明らかに自分の手のひら以外の場所から鳴っている。キョロキョロと見回すと・・・
ポチャ・・・・ポチャ・・・ポ・・・・ボコボコボコ。
え!?何これ!??
手のひらのお湯の溢れ落ちる音ではなく、伸ばした足の先の方の湯船が沸騰したようにボコボコと鳴り始めていた。
「何!?分かんない!怖い!!どうしたら良いの!?」
この異常事態にパニックになりながらも急いで湯船から出ようとした。しかし、焦っているせいかうまく立ち上がれない。その間もボコボコと沸き上がる湯船が激しさを増してきた。

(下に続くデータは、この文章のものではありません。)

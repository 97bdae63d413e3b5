use luma_image::GrayImage;

use super::bilinear::bilinear_sample;
use super::nearest::nearest_sample;

/// Interpolation mode for the resize operation
#[derive(Debug, Clone, Copy, PartialEq, Eq)]
pub enum InterpolationMode {
    /// Bilinear interpolation
    Bilinear,
    /// Nearest neighbor interpolation
    Nearest,
}

/// Kernel for interpolating a pixel value
///
/// # Arguments
///
/// * `image` - The input image container.
/// * `u` - The x coordinate of the pixel to interpolate.
/// * `v` - The y coordinate of the pixel to interpolate.
/// * `interpolation` - The interpolation mode to use.
///
/// # Returns
///
/// The interpolated pixel value.
pub fn interpolate_pixel(
    image: &GrayImage,
    u: f64,
    v: f64,
    interpolation: InterpolationMode,
) -> u8 {
    match interpolation {
        InterpolationMode::Bilinear => bilinear_sample(image, u, v),
        InterpolationMode::Nearest => nearest_sample(image, u, v),
    }
}
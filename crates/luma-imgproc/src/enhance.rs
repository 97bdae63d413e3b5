use luma_image::{GrayImage, ImageError};

use crate::parallel;

/// Invert the intensities of an image.
///
/// dst(x,y) = 255 - src(x,y)
///
/// Applying the transform twice restores the input exactly.
///
/// # Arguments
///
/// * `src` - The input image.
/// * `dst` - The output image to store the result.
///
/// # Errors
///
/// Returns an error if the sizes of `src` and `dst` do not match.
pub fn invert(src: &GrayImage, dst: &mut GrayImage) -> Result<(), ImageError> {
    if src.size() != dst.size() {
        return Err(ImageError::InvalidImageSize(
            src.width(),
            src.height(),
            dst.width(),
            dst.height(),
        ));
    }

    parallel::par_iter_rows_val(src, dst, |&src_pixel, dst_pixel| {
        *dst_pixel = 255 - src_pixel;
    });

    Ok(())
}

/// Compress the dynamic range of an image logarithmically.
///
/// dst(x,y) = c * ln(1 + src(x,y)), with c = 255 / ln(256)
///
/// The constant maps 0 to 0 and 255 to 255; the result is truncated toward
/// zero, not rounded.
///
/// # Arguments
///
/// * `src` - The input image.
/// * `dst` - The output image to store the result.
///
/// # Errors
///
/// Returns an error if the sizes of `src` and `dst` do not match.
pub fn log_compress(src: &GrayImage, dst: &mut GrayImage) -> Result<(), ImageError> {
    if src.size() != dst.size() {
        return Err(ImageError::InvalidImageSize(
            src.width(),
            src.height(),
            dst.width(),
            dst.height(),
        ));
    }

    let c = 255.0 / 256f64.ln();

    parallel::par_iter_rows_val(src, dst, |&src_pixel, dst_pixel| {
        *dst_pixel = (c * (1.0 + src_pixel as f64).ln()) as u8;
    });

    Ok(())
}

/// Apply a gamma correction to an image.
///
/// dst(x,y) = 255 * (src(x,y) / 255)^gamma
///
/// The result is truncated toward zero. A gamma of 1.0 is an exact identity;
/// values below 1.0 brighten the image, values above darken it.
///
/// # Arguments
///
/// * `src` - The input image.
/// * `gamma` - The exponent, must be finite and > 0.
/// * `dst` - The output image to store the result.
///
/// # Errors
///
/// Returns an error if `gamma` is not a positive finite number, or if the
/// sizes of `src` and `dst` do not match.
pub fn gamma_correct(src: &GrayImage, gamma: f64, dst: &mut GrayImage) -> Result<(), ImageError> {
    if !gamma.is_finite() || gamma <= 0.0 {
        return Err(ImageError::InvalidGamma(gamma));
    }

    if src.size() != dst.size() {
        return Err(ImageError::InvalidImageSize(
            src.width(),
            src.height(),
            dst.width(),
            dst.height(),
        ));
    }

    parallel::par_iter_rows_val(src, dst, |&src_pixel, dst_pixel| {
        *dst_pixel = (255.0 * (src_pixel as f64 / 255.0).powf(gamma)) as u8;
    });

    Ok(())
}
use criterion::{criterion_group, criterion_main, BenchmarkId, Criterion};
use std::hint::black_box;

use luma_image::{GrayImage, ImageSize};
use luma_imgproc::interpolation::InterpolationMode;
use luma_imgproc::resize::resize;

fn bench_resize(c: &mut Criterion) {
    let mut group = c.benchmark_group("resize");
    let image_sizes = vec![(256, 224), (512, 448), (1024, 896)];

    for (width, height) in image_sizes {
        let image_size = ImageSize { width, height };
        let id = format!("{}x{}", width, height);
        let image = GrayImage::from_size_val(image_size, 128).unwrap();
        let new_size = ImageSize {
            width: width / 2,
            height: height / 2,
        };
        group.bench_with_input(BenchmarkId::new("nearest", &id), &image, |b, i| {
            b.iter(|| {
                let mut resized = GrayImage::from_size_val(new_size, 0).unwrap();
                resize(black_box(i), &mut resized, InterpolationMode::Nearest).unwrap()
            })
        });
        group.bench_with_input(BenchmarkId::new("bilinear", &id), &image, |b, i| {
            b.iter(|| {
                let mut resized = GrayImage::from_size_val(new_size, 0).unwrap();
                resize(black_box(i), &mut resized, InterpolationMode::Bilinear).unwrap()
            })
        });
    }
    group.finish();
}

criterion_group!(benches, bench_resize);
criterion_main!(benches);
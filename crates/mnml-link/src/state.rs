//! Connection lifecycle states.

use std::fmt;

/// State of a managed connection.
///
/// The manager owns the transitions; everything else treats this as a
/// read-only published value.
#[derive(Debug, Clone, Copy, PartialEq, Eq, Default)]
pub enum ConnectionState {
    /// No handle exists and no reconnect is scheduled.
    #[default]
    Disconnected,
    /// A handle exists and its connect is in flight.
    Connecting,
    /// The transport reported open; traffic flows.
    Open,
    /// The previous handle died; a reconnect fires once the delay elapses.
    PendingReconnect,
    /// Explicit removal in progress.
    Closing,
}

impl ConnectionState {
    /// Display string published to the host.
    ///
    /// `PendingReconnect` has no live transport, so it reads as
    /// `"Disconnected"` to anything inspecting the link.
    pub fn label(self) -> &'static str {
        match self {
            Self::Disconnected | Self::PendingReconnect => "Disconnected",
            Self::Connecting => "Connecting",
            Self::Open => "Open",
            Self::Closing => "Closing",
        }
    }

    /// Whether the connection is currently open.
    pub fn is_open(self) -> bool {
        matches!(self, Self::Open)
    }
}

impl fmt::Display for ConnectionState {
    fn fmt(&self, f: &mut fmt::Formatter<'_>) -> fmt::Result {
        write!(f, "{}", self.label())
    }
}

なんとか浴槽の手すりに手を置いて、力を込め自分の身体を持ち上げる。ようやく立ち上がることができ、逃げるように右足を上げようとした。
しかし・・・・・
お風呂にあったお湯が全て宙に浮きだし、逃げようとする私の頭上に覆い被さる。恐怖に声を出すことも出来ない私を意思を持ったような動きで捕まえに来ていた。
助けて!!
心の中でしか叫ぶことが出来ず、ギュッと目をつむる。
お湯の塊はもうすでに私の目の前まで迫っていた・・・。